### Records for the task
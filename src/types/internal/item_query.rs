/// Raw listing parameters exactly as received from the query string
///
/// Nothing here is validated. `services::catalog_query` applies the defaults,
/// the page-size cap and the empty-means-absent rule.
#[derive(Debug, Clone, Default, PartialEq, Eq)]
pub struct ItemQuery {
    pub page: Option<String>,
    pub per_page: Option<String>,
    pub category: Option<String>,
    pub size: Option<String>,
    pub city: Option<String>,
    pub search: Option<String>,
    pub min_price: Option<String>,
    pub max_price: Option<String>,
}

impl ItemQuery {
    pub fn new() -> Self {
        Self::default()
    }

    pub fn with_page(mut self, page: impl Into<String>) -> Self {
        self.page = Some(page.into());
        self
    }

    pub fn with_per_page(mut self, per_page: impl Into<String>) -> Self {
        self.per_page = Some(per_page.into());
        self
    }

    pub fn with_category(mut self, category: impl Into<String>) -> Self {
        self.category = Some(category.into());
        self
    }

    pub fn with_size(mut self, size: impl Into<String>) -> Self {
        self.size = Some(size.into());
        self
    }

    pub fn with_city(mut self, city: impl Into<String>) -> Self {
        self.city = Some(city.into());
        self
    }

    pub fn with_search(mut self, search: impl Into<String>) -> Self {
        self.search = Some(search.into());
        self
    }

    pub fn with_min_price(mut self, min_price: impl Into<String>) -> Self {
        self.min_price = Some(min_price.into());
        self
    }

    pub fn with_max_price(mut self, max_price: impl Into<String>) -> Self {
        self.max_price = Some(max_price.into());
        self
    }
}
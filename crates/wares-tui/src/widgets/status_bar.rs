//! Bottom status bar with state summary and key hints

use ratatui::{
    buffer::Buffer,
    layout::{Alignment, Rect},
    style::Style,
    text::{Line, Span},
    widgets::{Paragraph, Widget},
};

use wares_core::LoadState;

use crate::theme::{styles, Palette};

/// One-row bar: load state and row counts on the left, key hints on the
/// right (the reload hint is the screen's "Reload Data" affordance).
pub struct StatusBar<'a> {
    load_state: &'a LoadState,
    shown: usize,
    total: usize,
    palette: &'a Palette,
}

impl<'a> StatusBar<'a> {
    pub fn new(load_state: &'a LoadState, palette: &'a Palette) -> Self {
        Self {
            load_state,
            shown: 0,
            total: 0,
            palette,
        }
    }

    pub fn with_counts(mut self, shown: usize, total: usize) -> Self {
        self.shown = shown;
        self.total = total;
        self
    }
}

impl Widget for StatusBar<'_> {
    fn render(self, area: Rect, buf: &mut Buffer) {
        if area.height == 0 || area.width == 0 {
            return;
        }

        buf.set_style(area, Style::default().bg(self.palette.surface));

        let state_style = match self.load_state {
            LoadState::Failed(_) => styles::error(self.palette),
            LoadState::Loading => styles::accent(self.palette),
            LoadState::Loaded => Style::default().fg(self.palette.success),
            LoadState::Idle => styles::text_secondary(self.palette),
        };

        let left = Line::from(vec![
            Span::raw(" "),
            Span::styled(self.load_state.label(), state_style),
            Span::styled(
                format!("  {}/{} products", self.shown, self.total),
                styles::text_muted(self.palette),
            ),
        ]);
        Paragraph::new(left).render(area, buf);

        let right = Line::from(vec![
            Span::styled("^R", styles::keybinding(self.palette)),
            Span::styled(" Reload  ", styles::text_muted(self.palette)),
            Span::styled("Esc", styles::keybinding(self.palette)),
            Span::styled(" Clear  ", styles::text_muted(self.palette)),
            Span::styled("^C", styles::keybinding(self.palette)),
            Span::styled(" Quit ", styles::text_muted(self.palette)),
        ]);
        Paragraph::new(right)
            .alignment(Alignment::Right)
            .render(area, buf);
    }
}
//! Screen layout definitions for the TUI

use ratatui::layout::{Constraint, Layout, Rect};

/// Screen areas for the main layout
#[derive(Debug, Clone, Copy)]
pub struct ScreenAreas {
    /// Search input (bordered, always visible)
    pub search: Rect,

    /// Error banner row; zero-height unless the last fetch failed
    pub banner: Rect,

    /// Main content: product list or loading indicator
    pub body: Rect,

    /// Bottom status bar with key hints
    pub status: Rect,
}

/// Create the main screen layout
///
/// # Arguments
/// * `area` - Total screen area
/// * `show_banner` - Whether to reserve a row for the error banner
pub fn create(area: Rect, show_banner: bool) -> ScreenAreas {
    let banner_height = if show_banner { 1 } else { 0 };

    let constraints = vec![
        Constraint::Length(3),             // Search bar (borders + one input row)
        Constraint::Length(banner_height), // Error banner
        Constraint::Min(3),                // Product list / loading indicator
        Constraint::Length(1),             // Status bar
    ];

    let chunks = Layout::vertical(constraints).split(area);

    ScreenAreas {
        search: chunks[0],
        banner: chunks[1],
        body: chunks[2],
        status: chunks[3],
    }
}
//! Action handlers: UpdateAction dispatch and background task spawning

use std::sync::Arc;

use tokio::sync::mpsc;
use tracing::{info, warn};

use crate::handler::UpdateAction;
use crate::message::Message;
use wares_catalog::CatalogClient;

/// Execute an action by spawning a background task
pub fn handle_action(
    action: UpdateAction,
    msg_tx: mpsc::Sender<Message>,
    client: Arc<CatalogClient>,
) {
    match action {
        UpdateAction::FetchProducts { generation } => {
            spawn_fetch(generation, msg_tx, client);
        }
    }
}

/// Spawn the fetch task for one generation.
///
/// The task's only channel back into the app is `msg_tx`; it never touches
/// state directly. An in-flight fetch is never cancelled -- if a newer
/// generation supersedes this one, the update loop drops the resolution
/// when it arrives.
fn spawn_fetch(generation: u64, msg_tx: mpsc::Sender<Message>, client: Arc<CatalogClient>) {
    tokio::spawn(async move {
        match client.fetch_products().await {
            Ok(products) => {
                info!(
                    "fetch (generation {generation}) returned {} products",
                    products.len()
                );
                let _ = msg_tx
                    .send(Message::ProductsFetched {
                        generation,
                        products,
                    })
                    .await;
            }
            Err(err) => {
                warn!("fetch (generation {generation}) failed: {err}");
                let _ = msg_tx
                    .send(Message::ProductsFetchFailed {
                        generation,
                        message: err.user_message(),
                    })
                    .await;
            }
        }
    });
}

### Your instructions
Wherever the word "generation" appears in a line of the data, copy that line.

### Reply
        UpdateAction::FetchProducts { generation } => {
            spawn_fetch(generation, msg_tx, client);
/// Spawn the fetch task for one generation.
/// generation supersedes this one, the update loop drops the resolution
fn spawn_fetch(generation: u64, msg_tx: mpsc::Sender<Message>, client: Arc<CatalogClient>) {
                    "fetch (generation {generation}) returned {} products",
                        generation,
                warn!("fetch (generation {generation}) failed: {err}");
                        generation,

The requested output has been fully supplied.